Monday, Feb. 25, 1929

Lights o' London

Should U. S. housewives who fret over electric bills move to London they would find their worries considerably increased. For in Great Britain light costs an average of 13-c- per kilowatt hour, almost twice the U. S. average of 6.8-c-. Electric power, too, is much more expensive in London, costing 4-c- per hour in England; 2.16-c- here.

Yet Londoners may soon expect to see brighter and cheaper illumination struggling through the city's fogs. For into the English light-&-power industry last week entered the Utilities Power & Light Corp., a multilateral U. S. utility company headed by Harley L. Clarke of Chicago.

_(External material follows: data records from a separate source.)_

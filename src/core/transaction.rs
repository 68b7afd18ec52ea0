//! Transaction handling for the ledger
//!
//! Implements a UTXO-based transaction model. Transactions arrive unsigned:
//! signature and proof-of-stake checks belong to the consensus layer that
//! hands us connected blocks.

use crate::crypto::sha256_hex;
use serde::{Deserialize, Serialize};
use std::fmt;

// =============================================================================
// Constants
// =============================================================================

/// Approximate serialized size of a transaction without inputs or outputs
pub const TX_BASE_SIZE: usize = 10;

/// Approximate serialized size of one input
pub const TX_INPUT_SIZE: usize = 150;

/// Approximate serialized size of one output
pub const TX_OUTPUT_SIZE: usize = 34;

// =============================================================================
// Outpoint
// =============================================================================

/// Reference to a single output of a prior transaction
#[derive(Debug, Clone, PartialEq, Eq, Hash, PartialOrd, Ord, Serialize, Deserialize)]
pub struct OutPoint {
    /// Transaction ID of the creating transaction
    pub tx_id: String,
    /// Index of the output in the creating transaction
    pub output_index: u32,
}

impl OutPoint {
    pub fn new(tx_id: impl Into<String>, output_index: u32) -> Self {
        Self {
            tx_id: tx_id.into(),
            output_index,
        }
    }
}

impl fmt::Display for OutPoint {
    fn fmt(&self, f: &mut fmt::Formatter<'_>) -> fmt::Result {
        write!(f, "{}:{}", self.tx_id, self.output_index)
    }
}

// =============================================================================
// Transaction Input / Output
// =============================================================================

/// Transaction input (reference to previous output)
#[derive(Debug, Clone, Serialize, Deserialize, PartialEq, Eq)]
pub struct TransactionInput {
    /// Transaction ID of the previous transaction
    pub tx_id: String,
    /// Index of the output in the previous transaction
    pub output_index: u32,
}

impl TransactionInput {
    pub fn outpoint(&self) -> OutPoint {
        OutPoint::new(self.tx_id.clone(), self.output_index)
    }
}

impl From<&OutPoint> for TransactionInput {
    fn from(outpoint: &OutPoint) -> Self {
        Self {
            tx_id: outpoint.tx_id.clone(),
            output_index: outpoint.output_index,
        }
    }
}

/// Transaction output
#[derive(Debug, Clone, Serialize, Deserialize, PartialEq, Eq)]
pub struct TransactionOutput {
    /// Amount in the smallest unit
    pub amount: u64,
    /// Script that controls the output
    pub script: String,
}

impl TransactionOutput {
    pub fn new(script: impl Into<String>, amount: u64) -> Self {
        Self {
            amount,
            script: script.into(),
        }
    }
}

// =============================================================================
// Kinds
// =============================================================================

/// What produced a transaction
#[derive(Debug, Clone, Copy, PartialEq, Eq, Hash, Serialize, Deserialize, Default)]
pub enum TxKind {
    #[default]
    Regular,
    /// Block reward, including genesis allocations
    Coinbase,
    /// Proof-of-stake reward
    Stake,
}

/// Origin of an output, derived from the kind of its transaction
#[derive(Debug, Clone, Copy, PartialEq, Eq, Hash, Serialize, Deserialize)]
pub enum OutputOrigin {
    Ordinary,
    Coinbase,
    StakeReward,
}

impl OutputOrigin {
    /// Whether the output is a reward subject to the maturity window
    pub fn is_reward(&self) -> bool {
        !matches!(self, OutputOrigin::Ordinary)
    }
}

impl From<TxKind> for OutputOrigin {
    fn from(kind: TxKind) -> Self {
        match kind {
            TxKind::Regular => OutputOrigin::Ordinary,
            TxKind::Coinbase => OutputOrigin::Coinbase,
            TxKind::Stake => OutputOrigin::StakeReward,
        }
    }
}

// =============================================================================
// Transaction
// =============================================================================

/// A ledger transaction
#[derive(Debug, Clone, Serialize, Deserialize, PartialEq, Eq)]
pub struct Transaction {
    /// Unique transaction ID (hash of transaction data)
    pub id: String,
    #[serde(default)]
    pub kind: TxKind,
    pub inputs: Vec<TransactionInput>,
    pub outputs: Vec<TransactionOutput>,
    /// Height the transaction was built at (block height for rewards)
    #[serde(default)]
    pub lock_height: u64,
}

impl Transaction {
    /// Create a new regular transaction
    pub fn new(inputs: Vec<TransactionInput>, outputs: Vec<TransactionOutput>) -> Self {
        Self::with_kind(TxKind::Regular, inputs, outputs, 0)
    }

    pub fn with_kind(
        kind: TxKind,
        inputs: Vec<TransactionInput>,
        outputs: Vec<TransactionOutput>,
        lock_height: u64,
    ) -> Self {
        let mut tx = Self {
            id: String::new(),
            kind,
            inputs,
            outputs,
            lock_height,
        };
        tx.id = tx.calculate_hash();
        tx
    }

    /// Create a coinbase (block reward) transaction
    pub fn coinbase(script: &str, amount: u64, block_height: u64) -> Self {
        Self::with_kind(
            TxKind::Coinbase,
            Vec::new(),
            vec![TransactionOutput::new(script, amount)],
            block_height,
        )
    }

    /// Create a coinbase paying several scripts at once (genesis allocations)
    pub fn allocation(allocations: &[(String, u64)], block_height: u64) -> Self {
        let outputs = allocations
            .iter()
            .map(|(script, amount)| TransactionOutput::new(script.as_str(), *amount))
            .collect();
        Self::with_kind(TxKind::Coinbase, Vec::new(), outputs, block_height)
    }

    /// Create a stake transaction spending `inputs` and paying the reward outputs
    pub fn stake(
        inputs: Vec<TransactionInput>,
        outputs: Vec<TransactionOutput>,
        block_height: u64,
    ) -> Self {
        Self::with_kind(TxKind::Stake, inputs, outputs, block_height)
    }

    pub fn is_coinbase(&self) -> bool {
        self.kind == TxKind::Coinbase
    }

    /// Calculate the transaction hash
    pub fn calculate_hash(&self) -> String {
        let data = format!(
            "{:?}{:?}{:?}{}",
            self.kind, self.inputs, self.outputs, self.lock_height
        );
        sha256_hex(data.as_bytes())
    }

    /// Verify the cached id matches the body
    pub fn verify_id(&self) -> bool {
        self.id == self.calculate_hash()
    }

    /// Get total output amount
    pub fn total_output(&self) -> u64 {
        self.outputs.iter().map(|o| o.amount).fold(0, u64::saturating_add)
    }

    /// Outpoint of the `index`-th output
    pub fn outpoint(&self, index: u32) -> OutPoint {
        OutPoint::new(self.id.clone(), index)
    }

    /// Approximate serialized size in bytes
    pub fn estimated_size(&self) -> usize {
        estimated_size(self.inputs.len(), self.outputs.len())
    }
}

/// Approximate serialized size of a transaction with the given shape
pub fn estimated_size(inputs: usize, outputs: usize) -> usize {
    TX_BASE_SIZE + inputs * TX_INPUT_SIZE + outputs * TX_OUTPUT_SIZE
}

// =============================================================================
// Transaction Builder
// =============================================================================

/// Builder for assembling unsigned transactions
pub struct TransactionBuilder {
    inputs: Vec<TransactionInput>,
    outputs: Vec<TransactionOutput>,
    lock_height: u64,
}

impl TransactionBuilder {
    pub fn new() -> Self {
        Self {
            inputs: Vec::new(),
            outputs: Vec::new(),
            lock_height: 0,
        }
    }

    /// Add an input spending `outpoint`
    pub fn add_input(mut self, outpoint: &OutPoint) -> Self {
        self.inputs.push(TransactionInput::from(outpoint));
        self
    }

    /// Add an output
    pub fn add_output(mut self, script: &str, amount: u64) -> Self {
        self.outputs.push(TransactionOutput::new(script, amount));
        self
    }

    /// Set the height the transaction is built at
    pub fn lock_height(mut self, lock_height: u64) -> Self {
        self.lock_height = lock_height;
        self
    }

    /// Build without signing
    pub fn build(self) -> Transaction {
        Transaction::with_kind(TxKind::Regular, self.inputs, self.outputs, self.lock_height)
    }
}

impl Default for TransactionBuilder {
    fn default() -> Self {
        Self::new()
    }
}

// =============================================================================
// Tests
// =============================================================================
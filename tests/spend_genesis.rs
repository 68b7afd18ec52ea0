//! End-to-end: spend a matured genesis stake back into the same wallet.

use utxo_ledger::core::{
    ApplyOutcome, Block, LedgerConfig, LedgerError, Transaction, TransactionBuilder,
    COINBASE_MATURITY,
};
use utxo_ledger::node::Node;
use utxo_ledger::wallet::Wallet;

const STAKE: u64 = 10_000;

fn staked_node() -> Node {
    Node::with_stake(LedgerConfig::default(), Wallet::new("spend-genesis"), STAKE).unwrap()
}

#[test]
fn test_spend_genesis_after_maturity() {
    let mut node = staked_node();
    assert_eq!(node.tip(), 0);

    let outcomes = node.generate(COINBASE_MATURITY, None).unwrap();
    assert!(outcomes.iter().all(ApplyOutcome::is_applied));
    assert_eq!(node.tip(), 100);

    assert_eq!(node.rescan(0, node.tip()).unwrap(), 1);
    assert_eq!(node.get_balance(Some(99)).unwrap(), 0);
    assert_eq!(node.get_balance(Some(100)).unwrap(), STAKE);

    let destination = node.new_address();
    let spend = node.build_spend(&destination, 5_000).unwrap();
    assert_eq!(spend.selected.len(), 1);
    assert_eq!(spend.transaction.outputs[0].amount, 5_000);
    assert_eq!(spend.transaction.outputs[0].script, destination);
    assert_eq!(spend.change, 4_999);
    assert_eq!(spend.transaction.outputs[1].script, node.wallet().primary_script());

    let outcome = node.mine_block(vec![spend.transaction]).unwrap();
    assert!(outcome.is_applied());
    assert_eq!(node.get_balance(None).unwrap(), STAKE - spend.fee);

    node.verify_integrity().unwrap();
}

#[test]
fn test_incremental_matches_rescan() {
    let mut node = staked_node();
    let reward_script = node.new_address();
    node.generate(105, Some((&reward_script, 50))).unwrap();

    let spend = node.build_spend("outside", 3_000).unwrap();
    node.mine_block(vec![spend.transaction]).unwrap();
    node.generate(3, None).unwrap();

    let tip = node.tip();
    let incremental = node.wallet().index().clone();
    let balances: Vec<u64> = (0..=tip + 5)
        .map(|h| node.get_balance(Some(h)).unwrap())
        .collect();

    node.rescan(0, tip).unwrap();
    assert_eq!(node.wallet().index(), &incremental);
    for (h, expected) in balances.into_iter().enumerate() {
        assert_eq!(node.get_balance(Some(h as u64)).unwrap(), expected);
    }

    // Rescan is idempotent
    node.rescan(0, tip).unwrap();
    assert_eq!(node.wallet().index(), &incremental);
}

#[test]
fn test_immature_rewards_do_not_fund_spends() {
    let mut node = staked_node();
    let reward_script = node.new_address();
    node.generate(99, Some((&reward_script, 1_000))).unwrap();

    // Plenty of value, none of it mature yet
    let breakdown = node.breakdown(None).unwrap();
    assert_eq!(breakdown.spendable, 0);
    assert!(breakdown.immature > STAKE);

    let err = node.build_spend("outside", 10).unwrap_err();
    assert_eq!(err, LedgerError::InsufficientFunds { have: 0, need: 11 });

    // One more block matures the genesis stake only
    node.generate(1, None).unwrap();
    assert_eq!(node.get_balance(None).unwrap(), STAKE);
    let err = node.build_spend("outside", STAKE).unwrap_err();
    assert!(matches!(err, LedgerError::InsufficientFunds { have: STAKE, .. }));
}

#[test]
fn test_invalid_block_is_atomic() {
    let mut node = staked_node();
    node.generate(COINBASE_MATURITY, None).unwrap();

    let before_hash = node.chain().utxo_hash().clone();
    let before_balance = node.get_balance(None).unwrap();
    let before_index = node.wallet().index().clone();

    let genesis_tx = &node.chain().block(0).unwrap().transactions[0];
    let valid = TransactionBuilder::new()
        .add_input(&genesis_tx.outpoint(0))
        .add_output("outside", 9_000)
        .build();
    let reward = Transaction::coinbase(&node.wallet().primary_script(), 50, node.tip() + 1);
    let bogus = TransactionBuilder::new()
        .add_input(&genesis_tx.outpoint(7))
        .add_output("outside", 1)
        .build();

    let block = Block::new(
        node.tip() + 1,
        node.chain().tip_hash().to_string(),
        vec![reward, valid, bogus],
    );
    match node.apply_block(block).unwrap() {
        ApplyOutcome::Rejected(LedgerError::InvalidSpend { .. }) => {}
        other => panic!("unexpected outcome {:?}", other),
    }

    assert_eq!(node.tip(), COINBASE_MATURITY);
    assert_eq!(node.chain().utxo_hash(), &before_hash);
    assert_eq!(node.get_balance(None).unwrap(), before_balance);
    assert_eq!(node.wallet().index(), &before_index);
}
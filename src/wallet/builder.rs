//! Transaction Builder
//!
//! Funds a payment from the wallet's mature, unspent outputs. Selection is
//! oldest first (creation height, then outpoint) so which coins get picked is
//! predictable around maturity boundaries.

use crate::core::error::LedgerError;
use crate::core::fee::FeePolicy;
use crate::core::ledger::{OutputLedger, OutputView};
use crate::core::maturity::MaturityPolicy;
use crate::core::transaction::{OutPoint, Transaction, TransactionBuilder};
use crate::wallet::ownership::OwnershipIndex;
use log::debug;

/// Everything coin selection reads
#[derive(Debug, Clone, Copy)]
pub struct SpendContext<'a> {
    pub ledger: &'a OutputLedger,
    pub index: &'a OwnershipIndex,
    pub policy: &'a MaturityPolicy,
    pub fee: &'a FeePolicy,
    /// Height the spend is built at
    pub height: u64,
}

/// An unsigned spend ready to hand to the network layer
#[derive(Debug, Clone, PartialEq, Eq)]
pub struct UnsignedSpend {
    pub transaction: Transaction,
    pub selected: Vec<OutPoint>,
    pub fee: u64,
    pub change: u64,
}

/// Owned outputs spendable at `ctx.height`, oldest first
pub fn spendable_outputs<'a>(ctx: &SpendContext<'a>) -> Result<Vec<OutputView<'a>>, LedgerError> {
    let mut candidates = Vec::new();
    for view in ctx.index.owned_unspent(ctx.ledger, ctx.height) {
        if ctx.policy.is_spendable(view.record, ctx.height)? {
            candidates.push(view);
        }
    }
    candidates.sort_by(|a, b| {
        (a.record.height, &a.record.outpoint).cmp(&(b.record.height, &b.record.outpoint))
    });
    Ok(candidates)
}

/// Build a transaction paying `amount` to `destination`, with any
/// remainder going to `change_script`.
///
/// Inputs are priced for a payment plus change. When the wallet can only
/// cover the payment alone, the remainder goes to the fee and no change
/// output is made.
pub fn build_spend(
    ctx: &SpendContext<'_>,
    destination: &str,
    change_script: &str,
    amount: u64,
) -> Result<UnsignedSpend, LedgerError> {
    if amount == 0 {
        return Err(LedgerError::InvalidAmount(amount));
    }

    let candidates = spendable_outputs(ctx)?;
    let available = candidates
        .iter()
        .map(|v| v.record.amount())
        .fold(0, u64::saturating_add);

    let mut selected = Vec::new();
    let mut total: u64 = 0;
    let mut need = amount.saturating_add(ctx.fee.fee_for(1, 2));
    // First prefix that pays `amount` with a single output: (inputs, total)
    let mut without_change = None;

    for view in candidates {
        selected.push(view.record.outpoint.clone());
        total = total.saturating_add(view.record.amount());
        need = amount.saturating_add(ctx.fee.fee_for(selected.len(), 2));
        if total >= need {
            break;
        }
        if without_change.is_none()
            && total >= amount.saturating_add(ctx.fee.fee_for(selected.len(), 1))
        {
            without_change = Some((selected.len(), total));
        }
    }

    let (fee, change) = if total >= need {
        (need - amount, total - need)
    } else if let Some((inputs, funded)) = without_change {
        selected.truncate(inputs);
        (funded - amount, 0)
    } else {
        return Err(LedgerError::InsufficientFunds {
            have: available,
            need,
        });
    };

    let mut builder = TransactionBuilder::new().lock_height(ctx.height);
    for outpoint in &selected {
        builder = builder.add_input(outpoint);
    }
    builder = builder.add_output(destination, amount);
    if change > 0 {
        builder = builder.add_output(change_script, change);
    }
    let transaction = builder.build();

    debug!(
        "Built spend {} of {} with {} inputs (fee {}, change {})",
        transaction.id,
        amount,
        selected.len(),
        fee,
        change
    );

    Ok(UnsignedSpend {
        transaction,
        selected,
        fee,
        change,
    })
}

Utilities Power & Light Corp. serves millions of consumers in 20 states, operates power, gas and electric railway companies. It controls the potent St. Louis Gas and Coke Corp. What it did last week was to purchase the entire common stock of seven British power companies which serve more than 1,000,000 Britishers in 95 English and Scotch communities. Shrewd, diplomatic, the U. S. operators secured the Earl of Birkenhead as the head of their new British interests. Since the Earl of Birkenhead was recently (1919-22) Lord High Chancellor of Great Britain and Secretary of State for India, his appointment was calculated to assuage British ill-feeling against U. S. economic invasion.